▸ **RECORDS TO PROCESS**:
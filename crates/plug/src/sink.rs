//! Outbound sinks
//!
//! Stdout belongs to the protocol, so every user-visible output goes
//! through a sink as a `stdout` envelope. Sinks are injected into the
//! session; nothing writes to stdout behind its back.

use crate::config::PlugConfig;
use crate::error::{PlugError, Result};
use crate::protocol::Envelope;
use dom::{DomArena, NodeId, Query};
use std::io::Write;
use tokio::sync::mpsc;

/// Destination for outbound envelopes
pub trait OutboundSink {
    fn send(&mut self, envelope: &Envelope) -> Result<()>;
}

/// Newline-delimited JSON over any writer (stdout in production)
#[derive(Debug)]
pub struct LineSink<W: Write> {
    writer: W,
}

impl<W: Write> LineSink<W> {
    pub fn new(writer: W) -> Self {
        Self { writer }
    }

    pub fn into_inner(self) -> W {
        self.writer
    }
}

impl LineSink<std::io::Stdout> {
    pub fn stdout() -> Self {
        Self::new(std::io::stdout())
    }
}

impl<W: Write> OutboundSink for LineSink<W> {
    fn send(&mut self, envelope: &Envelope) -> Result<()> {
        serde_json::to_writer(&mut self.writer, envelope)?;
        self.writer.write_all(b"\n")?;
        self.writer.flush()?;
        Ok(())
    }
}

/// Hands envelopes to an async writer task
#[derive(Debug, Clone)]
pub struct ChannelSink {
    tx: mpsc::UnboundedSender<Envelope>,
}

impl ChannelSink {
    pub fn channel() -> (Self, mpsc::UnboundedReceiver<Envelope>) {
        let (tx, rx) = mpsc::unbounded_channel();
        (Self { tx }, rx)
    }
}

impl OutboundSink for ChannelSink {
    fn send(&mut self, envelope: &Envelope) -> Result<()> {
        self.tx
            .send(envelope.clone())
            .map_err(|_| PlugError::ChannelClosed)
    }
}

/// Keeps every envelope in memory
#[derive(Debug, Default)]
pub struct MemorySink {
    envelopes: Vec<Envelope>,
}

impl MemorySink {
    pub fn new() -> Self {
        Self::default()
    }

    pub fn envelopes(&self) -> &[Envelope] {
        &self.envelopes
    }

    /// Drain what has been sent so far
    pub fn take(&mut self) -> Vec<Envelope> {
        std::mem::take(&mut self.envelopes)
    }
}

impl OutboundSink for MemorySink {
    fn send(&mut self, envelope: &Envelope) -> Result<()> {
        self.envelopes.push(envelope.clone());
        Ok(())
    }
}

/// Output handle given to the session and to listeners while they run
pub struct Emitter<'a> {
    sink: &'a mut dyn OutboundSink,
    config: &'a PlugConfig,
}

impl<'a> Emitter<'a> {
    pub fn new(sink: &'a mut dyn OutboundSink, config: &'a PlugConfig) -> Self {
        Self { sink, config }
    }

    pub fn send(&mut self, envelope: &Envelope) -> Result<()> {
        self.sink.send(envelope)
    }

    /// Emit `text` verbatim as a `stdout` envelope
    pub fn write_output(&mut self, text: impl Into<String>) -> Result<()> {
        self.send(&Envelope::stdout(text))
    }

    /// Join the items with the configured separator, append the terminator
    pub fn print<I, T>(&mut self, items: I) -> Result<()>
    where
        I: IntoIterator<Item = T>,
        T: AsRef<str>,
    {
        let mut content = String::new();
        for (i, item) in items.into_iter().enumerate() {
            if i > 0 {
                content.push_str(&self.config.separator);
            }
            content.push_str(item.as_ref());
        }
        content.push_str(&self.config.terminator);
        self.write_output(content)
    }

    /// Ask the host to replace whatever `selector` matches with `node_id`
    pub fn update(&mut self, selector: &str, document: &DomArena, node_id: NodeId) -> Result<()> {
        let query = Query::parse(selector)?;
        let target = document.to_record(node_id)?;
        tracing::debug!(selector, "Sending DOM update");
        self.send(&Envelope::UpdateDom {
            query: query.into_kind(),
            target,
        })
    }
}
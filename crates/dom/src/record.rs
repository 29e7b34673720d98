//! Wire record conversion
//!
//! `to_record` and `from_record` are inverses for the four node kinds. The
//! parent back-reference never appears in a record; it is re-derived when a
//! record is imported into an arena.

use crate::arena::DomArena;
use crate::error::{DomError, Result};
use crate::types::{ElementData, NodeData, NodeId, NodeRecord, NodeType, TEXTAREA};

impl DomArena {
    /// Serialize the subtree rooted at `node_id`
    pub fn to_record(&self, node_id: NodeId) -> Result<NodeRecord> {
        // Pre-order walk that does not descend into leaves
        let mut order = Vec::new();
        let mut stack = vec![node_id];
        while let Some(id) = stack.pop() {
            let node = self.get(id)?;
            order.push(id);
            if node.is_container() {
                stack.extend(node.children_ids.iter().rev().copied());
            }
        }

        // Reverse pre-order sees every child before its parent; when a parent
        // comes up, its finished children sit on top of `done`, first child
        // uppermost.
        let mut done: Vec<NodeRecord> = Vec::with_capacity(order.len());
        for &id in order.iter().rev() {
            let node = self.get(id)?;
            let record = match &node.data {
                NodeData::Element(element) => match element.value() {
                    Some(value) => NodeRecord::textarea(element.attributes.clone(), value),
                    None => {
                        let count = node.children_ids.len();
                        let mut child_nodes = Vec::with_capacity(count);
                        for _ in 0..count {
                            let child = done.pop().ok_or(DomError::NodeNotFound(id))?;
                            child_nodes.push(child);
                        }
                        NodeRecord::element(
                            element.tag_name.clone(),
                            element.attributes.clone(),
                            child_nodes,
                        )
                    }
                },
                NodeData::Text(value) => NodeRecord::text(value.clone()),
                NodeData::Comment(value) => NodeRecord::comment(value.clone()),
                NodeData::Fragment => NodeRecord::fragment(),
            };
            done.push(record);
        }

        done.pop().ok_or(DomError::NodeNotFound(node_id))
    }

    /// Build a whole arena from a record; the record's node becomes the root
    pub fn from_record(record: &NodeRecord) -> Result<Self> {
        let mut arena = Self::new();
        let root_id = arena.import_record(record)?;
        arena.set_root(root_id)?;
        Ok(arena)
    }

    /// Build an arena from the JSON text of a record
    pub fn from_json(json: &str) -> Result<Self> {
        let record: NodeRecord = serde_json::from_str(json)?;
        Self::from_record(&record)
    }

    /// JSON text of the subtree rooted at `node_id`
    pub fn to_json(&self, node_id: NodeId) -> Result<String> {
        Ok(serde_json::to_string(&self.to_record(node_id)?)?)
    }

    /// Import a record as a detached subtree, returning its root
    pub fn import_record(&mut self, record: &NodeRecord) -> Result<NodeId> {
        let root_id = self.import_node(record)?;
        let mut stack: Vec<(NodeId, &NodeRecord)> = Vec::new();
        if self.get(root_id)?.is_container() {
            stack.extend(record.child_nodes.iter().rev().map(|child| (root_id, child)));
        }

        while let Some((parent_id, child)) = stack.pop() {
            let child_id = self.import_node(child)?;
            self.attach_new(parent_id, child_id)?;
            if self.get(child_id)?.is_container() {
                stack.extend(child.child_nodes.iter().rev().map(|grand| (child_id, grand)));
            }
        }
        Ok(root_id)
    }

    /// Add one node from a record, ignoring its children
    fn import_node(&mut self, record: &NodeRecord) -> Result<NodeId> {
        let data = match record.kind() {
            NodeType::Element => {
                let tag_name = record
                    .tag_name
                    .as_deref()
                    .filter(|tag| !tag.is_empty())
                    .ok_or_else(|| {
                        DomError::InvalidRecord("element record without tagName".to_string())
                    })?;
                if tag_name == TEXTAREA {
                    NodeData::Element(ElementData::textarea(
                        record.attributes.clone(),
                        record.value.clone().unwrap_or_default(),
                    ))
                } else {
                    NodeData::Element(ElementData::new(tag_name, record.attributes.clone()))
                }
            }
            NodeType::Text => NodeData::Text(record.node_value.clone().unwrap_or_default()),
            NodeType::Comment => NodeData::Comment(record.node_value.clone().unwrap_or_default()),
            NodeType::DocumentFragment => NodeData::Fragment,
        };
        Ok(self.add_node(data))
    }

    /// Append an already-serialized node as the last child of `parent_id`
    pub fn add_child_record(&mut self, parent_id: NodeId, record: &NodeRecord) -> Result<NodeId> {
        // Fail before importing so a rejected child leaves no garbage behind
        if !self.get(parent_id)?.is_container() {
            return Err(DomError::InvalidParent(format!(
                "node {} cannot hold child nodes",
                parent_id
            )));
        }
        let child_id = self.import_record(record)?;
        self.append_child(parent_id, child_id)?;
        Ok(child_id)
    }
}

▸ **WORK INSTRUCTIONS**:
State how many lines of the listing include "done", and write nothing else.

▸ **ANSWER AREA**:
5